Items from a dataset

^^^^

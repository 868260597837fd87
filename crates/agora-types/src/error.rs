use thiserror::Error;

/// Errors that can occur in type operations.
#[derive(Debug, Error, Clone, PartialEq, Eq)]
pub enum TypesError {
    #[error("Invalid address format: {0}")]
    InvalidAddressFormat(String),

    #[error("Invalid address length: expected 20, got {0}")]
    InvalidAddressLength(usize),

    #[error("Amount overflow")]
    AmountOverflow,

    #[error("Division by zero")]
    DivisionByZero,

    #[error("Invalid decimal amount: {0}")]
    InvalidAmountString(String),

    #[error("Invalid hex: {0}")]
    InvalidHex(String),
}

impl From<hex::FromHexError> for TypesError {
    fn from(e: hex::FromHexError) -> Self {
        TypesError::InvalidHex(e.to_string())
    }
}

impl From<std::num::ParseIntError> for TypesError {
    fn from(e: std::num::ParseIntError) -> Self {
        TypesError::InvalidAmountString(e.to_string())
    }
}

#[cfg(test)]
mod tests {
    use super::*;

    #[test]
    fn test_error_display() {
        let err = TypesError::InvalidAddressLength(4);
        assert!(err.to_string().contains("got 4"));
    }

    #[test]
    fn test_hex_error_conversion() {
        let err: TypesError = hex::decode("zz").unwrap_err().into();
        assert!(matches!(err, TypesError::InvalidHex(_)));
    }
}
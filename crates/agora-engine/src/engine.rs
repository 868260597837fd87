//! The governance engine.
//!
//! Owns every contract and processes one operation at a time to completion.

use std::collections::HashMap;

use agora_governance::{Dao, GovernanceAction, Proposal, ProposalStatus, VoteReceipt};
use agora_staking::{StakeLedger, StakeRecord, StakeView};
use agora_token::{Erc20Token, FixedRateSwap, FungibleToken, Role, SwapRouter};
use agora_types::{Address, Amount, Timestamp};
use tracing::info;

use crate::config::EngineConfig;
use crate::error::EngineError;
use crate::router::Router;

/// A contract outside the engine that proposals may call, such as a sale
/// platform. Payloads are passed through uninterpreted.
pub trait ExternalCallHandler: Send {
    /// Handle `data` sent by `caller`. An error is a revert reason.
    fn handle(&mut self, caller: Address, data: &[u8], now: Timestamp) -> Result<(), String>;
}

/// Well-known contract addresses.
pub mod addresses {
    use agora_types::Address;

    pub fn governance() -> Address {
        Address::derive("agora.governance")
    }

    pub fn staking() -> Address {
        Address::derive("agora.staking")
    }

    pub fn staking_token() -> Address {
        Address::derive("agora.staking-token")
    }

    pub fn governed_token() -> Address {
        Address::derive("agora.governed-token")
    }

    pub fn swap() -> Address {
        Address::derive("agora.swap")
    }
}

/// Stake ledger, DAO, both tokens, the swap and any external targets.
pub struct Engine {
    admin: Address,
    dao: Dao,
    ledger: StakeLedger,
    lp_token: Erc20Token,
    token: Erc20Token,
    swap: Box<dyn SwapRouter + Send>,
    external: HashMap<Address, Box<dyn ExternalCallHandler>>,
}

impl Engine {
    /// Deploy every contract from `config`, which must pass
    /// [`EngineConfig::validate`].
    ///
    /// The DAO is registered as the ledger's governance address, granted
    /// changer rights on the ledger and the burner role on the governed token.
    pub fn new(config: &EngineConfig) -> Result<Self, EngineError> {
        config
            .validate()
            .map_err(|e| EngineError::InvalidConfig(e.to_string()))?;
        let admin = config.admin;
        let governance = addresses::governance();

        let lp_token = Erc20Token::new(
            &config.staking_token.name,
            &config.staking_token.symbol,
            config.staking_token.decimals,
            addresses::staking_token(),
            admin,
        );
        let mut token = Erc20Token::new(
            &config.governed_token.name,
            &config.governed_token.symbol,
            config.governed_token.decimals,
            addresses::governed_token(),
            admin,
        );
        token.grant_role(admin, Role::Burner, governance)?;

        let mut ledger = StakeLedger::new(
            addresses::staking(),
            lp_token.address(),
            token.address(),
            admin,
            config.staking.clone(),
        );
        ledger.set_governance_address(admin, governance)?;
        ledger.grant_changer(admin, governance)?;

        let dao = Dao::new(governance, admin, config.governance.clone())?;
        let swap = FixedRateSwap::new(addresses::swap(), config.swap_rate);

        info!(
            %admin,
            %governance,
            ledger = %ledger.address(),
            "Engine initialized"
        );

        Ok(Self {
            admin,
            dao,
            ledger,
            lp_token,
            token,
            swap: Box::new(swap),
            external: HashMap::new(),
        })
    }

    /// Replace the built-in fixed-rate swap.
    pub fn with_swap(mut self, swap: Box<dyn SwapRouter + Send>) -> Self {
        self.swap = swap;
        self
    }

    /// Make `target` reachable from proposals.
    pub fn register_external(
        &mut self,
        target: Address,
        handler: Box<dyn ExternalCallHandler>,
    ) -> Result<(), EngineError> {
        let reserved = [
            self.dao.address(),
            self.ledger.address(),
            self.lp_token.address(),
            self.token.address(),
        ];
        if target.is_zero() || reserved.contains(&target) || self.external.contains_key(&target) {
            return Err(EngineError::AddressInUse(target));
        }
        self.external.insert(target, handler);
        info!(%target, "External contract registered");
        Ok(())
    }

    fn router(&mut self) -> (&mut Dao, Router<'_>) {
        let router = Router {
            ledger: &mut self.ledger,
            lp_token: &mut self.lp_token,
            token: &mut self.token,
            swap: &mut self.swap,
            external: &mut self.external,
        };
        (&mut self.dao, router)
    }

    // ---- Staking ----

    /// Stake `amount` of the staking token. `account` must have approved the
    /// ledger for at least `amount`.
    pub fn stake(&mut self, account: Address, amount: Amount, now: Timestamp) -> Result<(), EngineError> {
        self.ledger.stake(&mut self.lp_token, account, amount, now)?;
        Ok(())
    }

    pub fn claim(&mut self, account: Address, now: Timestamp) -> Result<Amount, EngineError> {
        Ok(self.ledger.claim(&mut self.token, account, now)?)
    }

    pub fn unstake(&mut self, account: Address, now: Timestamp) -> Result<Amount, EngineError> {
        Ok(self.ledger.unstake(&mut self.lp_token, account, now)?)
    }

    // ---- Governance ----

    pub fn create_proposal(
        &mut self,
        caller: Address,
        description: impl Into<String>,
        duration: Timestamp,
        target: Address,
        call_data: Vec<u8>,
        now: Timestamp,
    ) -> Result<u64, EngineError> {
        Ok(self
            .dao
            .create_proposal(caller, description.into(), duration, target, call_data, now)?)
    }

    pub fn vote(
        &mut self,
        account: Address,
        id: u64,
        amount: Amount,
        support: bool,
        now: Timestamp,
    ) -> Result<VoteReceipt, EngineError> {
        Ok(self.dao.vote(&mut self.ledger, account, id, amount, support, now)?)
    }

    pub fn finish_proposal(&mut self, caller: Address, id: u64, now: Timestamp) -> Result<ProposalStatus, EngineError> {
        let (dao, mut router) = self.router();
        Ok(dao.finish_proposal(&mut router, caller, id, now)?)
    }

    pub fn start_election(
        &mut self,
        caller: Address,
        candidate: Address,
        duration: Timestamp,
        now: Timestamp,
    ) -> Result<u64, EngineError> {
        Ok(self.dao.start_election(caller, candidate, duration, now)?)
    }

    pub fn set_minimum_quorum(&mut self, caller: Address, minimum_quorum: Amount) -> Result<(), EngineError> {
        Ok(self.dao.set_minimum_quorum(caller, minimum_quorum)?)
    }

    pub fn set_minimum_duration(&mut self, caller: Address, minimum_duration: Timestamp) -> Result<(), EngineError> {
        Ok(self.dao.set_minimum_duration(caller, minimum_duration)?)
    }

    /// Direct call into a governance entry point. Self-only actions fail
    /// unless they arrive through a proposal.
    pub fn governance_call(&mut self, caller: Address, action: GovernanceAction) -> Result<(), EngineError> {
        let (dao, mut router) = self.router();
        Ok(dao.apply(&mut router, caller, action)?)
    }

    /// Send native currency to the DAO.
    pub fn deposit_native(&mut self, amount: Amount) -> Result<(), EngineError> {
        self.dao.deposit_native(amount)?;
        info!(amount, balance = self.dao.native_balance(), "Native deposit");
        Ok(())
    }

    // ---- Observers ----

    pub fn admin(&self) -> Address {
        self.admin
    }

    pub fn governance_address(&self) -> Address {
        self.dao.address()
    }

    pub fn chairman(&self) -> Address {
        self.dao.chairman()
    }

    pub fn minimum_quorum(&self) -> Amount {
        self.dao.minimum_quorum()
    }

    pub fn minimum_duration(&self) -> Timestamp {
        self.dao.minimum_duration()
    }

    pub fn native_balance(&self) -> Amount {
        self.dao.native_balance()
    }

    pub fn get_proposal(&self, id: u64) -> Result<&Proposal, EngineError> {
        Ok(self.dao.get_proposal(id)?)
    }

    pub fn last_index(&self) -> u64 {
        self.dao.last_index()
    }

    pub fn get_votes(&self, id: u64, account: &Address) -> Amount {
        self.dao.get_votes(id, account)
    }

    pub fn staking_provider(&self, account: &Address) -> Option<&StakeRecord> {
        self.ledger.staking_provider(account)
    }

    pub fn total_staked(&self) -> Amount {
        self.ledger.total_staked()
    }

    pub fn dao(&self) -> &Dao {
        &self.dao
    }

    pub fn ledger(&self) -> &StakeLedger {
        &self.ledger
    }

    /// Admin entry points of the ledger.
    pub fn ledger_mut(&mut self) -> &mut StakeLedger {
        &mut self.ledger
    }

    pub fn staking_token(&self) -> &Erc20Token {
        &self.lp_token
    }

    pub fn staking_token_mut(&mut self) -> &mut Erc20Token {
        &mut self.lp_token
    }

    pub fn governed_token(&self) -> &Erc20Token {
        &self.token
    }

    pub fn governed_token_mut(&mut self) -> &mut Erc20Token {
        &mut self.token
    }
}

impl std::fmt::Debug for Engine {
    fn fmt(&self, f: &mut std::fmt::Formatter<'_>) -> std::fmt::Result {
        f.debug_struct("Engine")
            .field("admin", &self.admin)
            .field("governance", &self.dao.address())
            .field("proposals", &self.dao.last_index())
            .field("total_staked", &self.ledger.total_staked())
            .field("external", &self.external.len())
            .finish()
    }
}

^^^^

_What you need to do:_ Wherever a line in the entries above holds "InvalidAddressLength", copy that line.

_Response to the task:_
    InvalidAddressLength(usize),
        let err = TypesError::InvalidAddressLength(4);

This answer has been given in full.